THE PROBLEM. Once the records have been read, set every one down as it stands.

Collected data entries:
-*-*-

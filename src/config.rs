//! Configuration parsing and validation.
//!
//! Aozora Reader is configured via a TOML file. Every section and every key
//! is optional; an empty file yields [`Config::default()`].
//!
//! # Example Configuration
//!
//! ```toml
//! [fetch]
//! user_agent = "Mozilla/5.0 (compatible; AozoraReader/1.0)"
//! timeout_secs = 30
//! max_attempts = 3
//! backoff_ms = 1000
//! min_archive_bytes = 100
//! deadline_secs = 120       # whole fetch, every attempt included
//!
//! [extract]
//! text_extension = ".txt"
//! max_entry_bytes = 52428800
//!
//! [decode]
//! encoding = "auto"          # "auto", "shift-jis" or "utf-8"
//!
//! [reading]
//! lines_per_page = 30
//! search_context_chars = 20
//!
//! [summary]
//! max_chars = 15000
//! truncation_marker = "（以下省略）"
//!
//! [catalog]
//! cache_ttl_secs = 86400
//! ```

use anyhow::{Context, Result};
use serde::Deserialize;
use std::path::Path;

use crate::decode::EncodingPreference;

#[derive(Debug, Deserialize, Clone, Default)]
pub struct Config {
    #[serde(default)]
    pub fetch: FetchConfig,
    #[serde(default)]
    pub extract: ExtractConfig,
    #[serde(default)]
    pub decode: DecodeConfig,
    #[serde(default)]
    pub reading: ReadingConfig,
    #[serde(default)]
    pub summary: SummaryConfig,
    #[serde(default)]
    pub catalog: CatalogConfig,
}

#[derive(Debug, Deserialize, Clone)]
pub struct FetchConfig {
    #[serde(default = "default_user_agent")]
    pub user_agent: String,
    #[serde(default = "default_timeout_secs")]
    pub timeout_secs: u64,
    #[serde(default = "default_max_attempts")]
    pub max_attempts: u32,
    /// Linear backoff step: attempt `n` waits `backoff_ms × (n − 1)`.
    #[serde(default = "default_backoff_ms")]
    pub backoff_ms: u64,
    /// Bodies shorter than this are treated as error pages.
    #[serde(default = "default_min_archive_bytes")]
    pub min_archive_bytes: usize,
    /// Overall bound on one fetch, retries and backoff included.
    #[serde(default = "default_deadline_secs")]
    pub deadline_secs: u64,
}

impl Default for FetchConfig {
    fn default() -> Self {
        Self {
            user_agent: default_user_agent(),
            timeout_secs: default_timeout_secs(),
            max_attempts: default_max_attempts(),
            backoff_ms: default_backoff_ms(),
            min_archive_bytes: default_min_archive_bytes(),
            deadline_secs: default_deadline_secs(),
        }
    }
}

fn default_user_agent() -> String {
    "Mozilla/5.0 (compatible; AozoraReader/1.0)".to_string()
}
fn default_timeout_secs() -> u64 {
    30
}
fn default_max_attempts() -> u32 {
    3
}
fn default_backoff_ms() -> u64 {
    1000
}
fn default_min_archive_bytes() -> usize {
    100
}
fn default_deadline_secs() -> u64 {
    120
}

#[derive(Debug, Deserialize, Clone)]
pub struct ExtractConfig {
    #[serde(default = "default_text_extension")]
    pub text_extension: String,
    /// Decompressed size limit for the selected entry.
    #[serde(default = "default_max_entry_bytes")]
    pub max_entry_bytes: u64,
}

impl Default for ExtractConfig {
    fn default() -> Self {
        Self {
            text_extension: default_text_extension(),
            max_entry_bytes: default_max_entry_bytes(),
        }
    }
}

fn default_text_extension() -> String {
    ".txt".to_string()
}
fn default_max_entry_bytes() -> u64 {
    50 * 1024 * 1024
}

#[derive(Debug, Deserialize, Clone, Default)]
pub struct DecodeConfig {
    #[serde(default)]
    pub encoding: EncodingPreference,
}

#[derive(Debug, Deserialize, Clone)]
pub struct ReadingConfig {
    #[serde(default = "default_lines_per_page")]
    pub lines_per_page: usize,
    #[serde(default = "default_search_context_chars")]
    pub search_context_chars: usize,
}

impl Default for ReadingConfig {
    fn default() -> Self {
        Self {
            lines_per_page: default_lines_per_page(),
            search_context_chars: default_search_context_chars(),
        }
    }
}

fn default_lines_per_page() -> usize {
    30
}
fn default_search_context_chars() -> usize {
    20
}

#[derive(Debug, Deserialize, Clone)]
pub struct SummaryConfig {
    #[serde(default = "default_max_chars")]
    pub max_chars: usize,
    #[serde(default = "default_truncation_marker")]
    pub truncation_marker: String,
}

impl Default for SummaryConfig {
    fn default() -> Self {
        Self {
            max_chars: default_max_chars(),
            truncation_marker: default_truncation_marker(),
        }
    }
}

fn default_max_chars() -> usize {
    15_000
}
fn default_truncation_marker() -> String {
    "（以下省略）".to_string()
}

#[derive(Debug, Deserialize, Clone)]
pub struct CatalogConfig {
    #[serde(default = "default_cache_ttl_secs")]
    pub cache_ttl_secs: u64,
}

impl Default for CatalogConfig {
    fn default() -> Self {
        Self {
            cache_ttl_secs: default_cache_ttl_secs(),
        }
    }
}

fn default_cache_ttl_secs() -> u64 {
    24 * 60 * 60
}

/// Load and validate a configuration file.
pub fn load_config(path: &Path) -> Result<Config> {
    let content = std::fs::read_to_string(path)
        .with_context(|| format!("Failed to read config file: {}", path.display()))?;

    let config = parse_config(&content)?;
    validate(&config)?;
    Ok(config)
}

/// Parse configuration from a TOML string without touching the filesystem.
pub fn parse_config(content: &str) -> Result<Config> {
    toml::from_str(content).with_context(|| "Failed to parse config file")
}

fn validate(config: &Config) -> Result<()> {
    if config.fetch.max_attempts == 0 {
        anyhow::bail!("fetch.max_attempts must be >= 1");
    }
    if config.fetch.timeout_secs == 0 {
        anyhow::bail!("fetch.timeout_secs must be >= 1");
    }
    if config.fetch.deadline_secs == 0 {
        anyhow::bail!("fetch.deadline_secs must be >= 1");
    }
    if config.fetch.user_agent.trim().is_empty() {
        anyhow::bail!("fetch.user_agent must not be empty");
    }
    if config.extract.text_extension.is_empty() {
        anyhow::bail!("extract.text_extension must not be empty");
    }
    if config.reading.lines_per_page == 0 {
        anyhow::bail!("reading.lines_per_page must be >= 1");
    }
    if config.summary.max_chars == 0 {
        anyhow::bail!("summary.max_chars must be >= 1");
    }
    Ok(())
}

-*-*-

OUTPUT FOR THIS EXERCISE.
filename src/config.rs
//! Configuration parsing and validation.
//!
//! Aozora Reader is configured via a TOML file. Every section and every key
//! is optional; an empty file yields [`Config::default()`].
//!
//! # Example Configuration
//!
//! ```toml
//! [fetch]
//! user_agent = "Mozilla/5.0 (compatible; AozoraReader/1.0)"
//! timeout_secs = 30
//! max_attempts = 3
//! backoff_ms = 1000
//! min_archive_bytes = 100
//! deadline_secs = 120       # whole fetch, every attempt included
//!
//! [extract]
//! text_extension = ".txt"
//! max_entry_bytes = 52428800
//!
//! [decode]
//! encoding = "auto"          # "auto", "shift-jis" or "utf-8"
//!
//! [reading]
//! lines_per_page = 30
//! search_context_chars = 20
//!
//! [summary]
//! max_chars = 15000
//! truncation_marker = "（以下省略）"
//!
//! [catalog]
//! cache_ttl_secs = 86400
//! ```

use anyhow::{Context, Result};
use serde::Deserialize;
use std::path::Path;

use crate::decode::EncodingPreference;

#[derive(Debug, Deserialize, Clone, Default)]
pub struct Config {
    #[serde(default)]
    pub fetch: FetchConfig,
    #[serde(default)]
    pub extract: ExtractConfig,
    #[serde(default)]
    pub decode: DecodeConfig,
    #[serde(default)]
    pub reading: ReadingConfig,
    #[serde(default)]
    pub summary: SummaryConfig,
    #[serde(default)]
    pub catalog: CatalogConfig,
}

#[derive(Debug, Deserialize, Clone)]
pub struct FetchConfig {
    #[serde(default = "default_user_agent")]
    pub user_agent: String,
    #[serde(default = "default_timeout_secs")]
    pub timeout_secs: u64,
    #[serde(default = "default_max_attempts")]
    pub max_attempts: u32,
    /// Linear backoff step: attempt `n` waits `backoff_ms × (n − 1)`.
    #[serde(default = "default_backoff_ms")]
    pub backoff_ms: u64,
    /// Bodies shorter than this are treated as error pages.
    #[serde(default = "default_min_archive_bytes")]
    pub min_archive_bytes: usize,
    /// Overall bound on one fetch, retries and backoff included.
    #[serde(default = "default_deadline_secs")]
    pub deadline_secs: u64,
}

impl Default for FetchConfig {
    fn default() -> Self {
        Self {
            user_agent: default_user_agent(),
            timeout_secs: default_timeout_secs(),
            max_attempts: default_max_attempts(),
            backoff_ms: default_backoff_ms(),
            min_archive_bytes: default_min_archive_bytes(),
            deadline_secs: default_deadline_secs(),
        }
    }
}

fn default_user_agent() -> String {
    "Mozilla/5.0 (compatible; AozoraReader/1.0)".to_string()
}
fn default_timeout_secs() -> u64 {
    30
}
fn default_max_attempts() -> u32 {
    3
}
fn default_backoff_ms() -> u64 {
    1000
}
fn default_min_archive_bytes() -> usize {
    100
}
fn default_deadline_secs() -> u64 {
    120
}

#[derive(Debug, Deserialize, Clone)]
pub struct ExtractConfig {
    #[serde(default = "default_text_extension")]
    pub text_extension: String,
    /// Decompressed size limit for the selected entry.
    #[serde(default = "default_max_entry_bytes")]
    pub max_entry_bytes: u64,
}

impl Default for ExtractConfig {
    fn default() -> Self {
        Self {
            text_extension: default_text_extension(),
            max_entry_bytes: default_max_entry_bytes(),
        }
    }
}

fn default_text_extension() -> String {
    ".txt".to_string()
}
fn default_max_entry_bytes() -> u64 {
    50 * 1024 * 1024
}

#[derive(Debug, Deserialize, Clone, Default)]
pub struct DecodeConfig {
    #[serde(default)]
    pub encoding: EncodingPreference,
}

#[derive(Debug, Deserialize, Clone)]
pub struct ReadingConfig {
    #[serde(default = "default_lines_per_page")]
    pub lines_per_page: usize,
    #[serde(default = "default_search_context_chars")]
    pub search_context_chars: usize,
}

impl Default for ReadingConfig {
    fn default() -> Self {
        Self {
            lines_per_page: default_lines_per_page(),
            search_context_chars: default_search_context_chars(),
        }
    }
}

fn default_lines_per_page() -> usize {
    30
}
fn default_search_context_chars() -> usize {
    20
}

#[derive(Debug, Deserialize, Clone)]
pub struct SummaryConfig {
    #[serde(default = "default_max_chars")]
    pub max_chars: usize,
    #[serde(default = "default_truncation_marker")]
    pub truncation_marker: String,
}

impl Default for SummaryConfig {
    fn default() -> Self {
        Self {
            max_chars: default_max_chars(),
            truncation_marker: default_truncation_marker(),
        }
    }
}

fn default_max_chars() -> usize {
    15_000
}
fn default_truncation_marker() -> String {
    "（以下省略）".to_string()
}

#[derive(Debug, Deserialize, Clone)]
pub struct CatalogConfig {
    #[serde(default = "default_cache_ttl_secs")]
    pub cache_ttl_secs: u64,
}

impl Default for CatalogConfig {
    fn default() -> Self {
        Self {
            cache_ttl_secs: default_cache_ttl_secs(),
        }
    }
}

fn default_cache_ttl_secs() -> u64 {
    24 * 60 * 60
}

/// Load and validate a configuration file.
pub fn load_config(path: &Path) -> Result<Config> {
    let content = std::fs::read_to_string(path)
        .with_context(|| format!("Failed to read config file: {}", path.display()))?;

    let config = parse_config(&content)?;
    validate(&config)?;
    Ok(config)
}

/// Parse configuration from a TOML string without touching the filesystem.
pub fn parse_config(content: &str) -> Result<Config> {
    toml::from_str(content).with_context(|| "Failed to parse config file")
}

fn validate(config: &Config) -> Result<()> {
    if config.fetch.max_attempts == 0 {
        anyhow::bail!("fetch.max_attempts must be >= 1");
    }
    if config.fetch.timeout_secs == 0 {
        anyhow::bail!("fetch.timeout_secs must be >= 1");
    }
    if config.fetch.deadline_secs == 0 {
        anyhow::bail!("fetch.deadline_secs must be >= 1");
    }
    if config.fetch.user_agent.trim().is_empty() {
        anyhow::bail!("fetch.user_agent must not be empty");
    }
    if config.extract.text_extension.is_empty() {
        anyhow::bail!("extract.text_extension must not be empty");
    }
    if config.reading.lines_per_page == 0 {
        anyhow::bail!("reading.lines_per_page must be >= 1");
    }
    if config.summary.max_chars == 0 {
        anyhow::bail!("summary.max_chars must be >= 1");
    }
    Ok(())
}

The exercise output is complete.